Although certain dominant role players, either as a result of being misinformed, selfish economic interest or fear of embarrassment, persist with their ‘vaccine’-mandate policies, by far the majority of South Africans have seen through this manufactured crisis and have moved on.

Currently, to be ‘fully vaccinated’, requires having received both the original ‘vaccines’ and one booster shot. The fact that only 5% of South Africans have subjected themselves to a ‘booster-shot’, illustrates to what extent South Africans have rejected this forced medical intervention.

This is even more so the case in sub-Saharan Africa, where the ‘vaccine drive’ simply did not take off. Incidentally, Africa is also the continent least severely hit by the Covid predicament.

Now that the Covid-19 threat is over, except for those companies that, for whatever reason, still attempt to squeeze the last remaining benefit from the scheme, what risks remain to companies that applied mandatory Covid-19 vaccinations? This question is raised because some companies have been, and still are, enforcing a mandate that is not aligned with the South African Constitution.
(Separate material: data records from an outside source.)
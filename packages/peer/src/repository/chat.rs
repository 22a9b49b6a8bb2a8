use anyhow::{Context, Result};
use sqlx::Row;
use sqlx::sqlite::SqliteRow;
use uuid::Uuid;

use peer_relay::ChatMessage;

use super::ChatRepository;

fn row_to_message(row: &SqliteRow) -> Result<(i64, ChatMessage)> {
    let msg_id: String = row.get("msg_id");
    let msg_id = Uuid::parse_str(&msg_id)
        .with_context(|| format!("Corrupt msg_id in chat_messages: {msg_id}"))?;
    Ok((
        row.get("seq"),
        ChatMessage {
            msg_id,
            chat_id: row.get("chat_id"),
            sender_id: row.get("sender_id"),
            payload: row.get("payload"),
            created_at: row.get("created_at"),
        },
    ))
}

impl ChatRepository {
    /// Append a message. Returns its sequence number.
    pub async fn insert_message(&self, msg: &ChatMessage) -> Result<i64> {
        let result = sqlx::query(
            r#"
            INSERT INTO chat_messages (msg_id, chat_id, sender_id, payload, created_at)
            VALUES (?, ?, ?, ?, ?)
            "#,
        )
        .bind(msg.msg_id.to_string())
        .bind(&msg.chat_id)
        .bind(&msg.sender_id)
        .bind(&msg.payload)
        .bind(msg.created_at)
        .execute(&self.pool)
        .await
        .context("Failed to insert chat message")?;

        Ok(result.last_insert_rowid())
    }

    /// Messages of a chat with `seq > after_seq`, oldest first.
    pub async fn messages_after(
        &self,
        chat_id: &str,
        after_seq: i64,
        limit: i64,
    ) -> Result<Vec<(i64, ChatMessage)>> {
        let rows = sqlx::query(
            r#"
            SELECT seq, msg_id, chat_id, sender_id, payload, created_at
            FROM chat_messages
            WHERE chat_id = ? AND seq > ?
            ORDER BY seq ASC
            LIMIT ?
            "#,
        )
        .bind(chat_id)
        .bind(after_seq)
        .bind(limit)
        .fetch_all(&self.pool)
        .await
        .with_context(|| format!("Failed to load messages for chat {chat_id}"))?;

        rows.iter().map(row_to_message).collect()
    }

    #[cfg(test)]
    pub async fn count_messages(&self, chat_id: &str) -> Result<i64> {
        let count: i64 = sqlx::query_scalar("SELECT COUNT(*) FROM chat_messages WHERE chat_id = ?")
            .bind(chat_id)
            .fetch_one(&self.pool)
            .await?;
        Ok(count)
    }

    /// Last sequence number `peer_id` has read in `chat_id` (0 if never).
    pub async fn read_cursor(&self, chat_id: &str, peer_id: &str) -> Result<i64> {
        let seq: Option<i64> = sqlx::query_scalar(
            "SELECT last_seq FROM read_cursors WHERE chat_id = ? AND peer_id = ?",
        )
        .bind(chat_id)
        .bind(peer_id)
        .fetch_optional(&self.pool)
        .await
        .context("Failed to read cursor")?;
        Ok(seq.unwrap_or(0))
    }

    /// Move a reader's cursor forward. Never moves it backwards.
    pub async fn advance_read_cursor(&self, chat_id: &str, peer_id: &str, seq: i64) -> Result<()> {
        sqlx::query(
            r#"
            INSERT INTO read_cursors (chat_id, peer_id, last_seq, updated_at)
            VALUES (?, ?, ?, unixepoch())
            ON CONFLICT(chat_id, peer_id) DO UPDATE SET
                last_seq = MAX(last_seq, excluded.last_seq),
                updated_at = excluded.updated_at
            "#,
        )
        .bind(chat_id)
        .bind(peer_id)
        .bind(seq)
        .execute(&self.pool)
        .await
        .context("Failed to advance read cursor")?;
        Ok(())
    }
}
In our view, the following are the risks: 

  • there is a significant and serious legal risk for employers that did not follow a rational process. We appreciate the fact that, initially, information had not been available on the impact of Covid-19 and the associated treatments, but still, the burden is upon the employer to prove the need for a blanket mandatory vaccination policy;
  • reputational damage will in future be difficult for companies to repair, especially large companies with prominent brands, as the general public and employees will most certainly remember any form of tyrannical conduct and insensitivity and all psychological and physical harm brought about by unlawful and illogical decisions. “Harm one, harm all” is the perception that will remain in the memories of employees and the public at large; and
  • for various reasons, the business continuity risk cannot be discarded, most notably the employer-employee relationship that has suffered, with all its consequences. No need to elaborate on staff morale, distrust, and retention if the long-term effects of a blanket vaccination policy become visible over time. 

NEASA has access to a comprehensive risk assessment and, based on a rational analysis, has found that the benefit does not outweigh the risk. Upon reflection, valuable decision-supporting information is available and the continuation of such policies cannot be defended.

And now that the dust has settled, wrongdoings of employers are clear to see, and excuses will not turn back the clock. Employers that have implemented mandatory policies without reason are now at risk.

Did a business make a commitment to enforce a policy that Government itself is reluctant to enforce? Or is there a lack of will to stop an irrational process? What are the drivers of this irrational policy? At some point, all of this will have to be explained.

The time for those who persist with a mandatory vaccination policy has run out. It is time to ‘man-up’, admit to mistakes, and move on. There is simply no other way to recover from this.

By Gerhard Papenfus, Chief Executive of the National Employers' Association of South Africa (NEASA).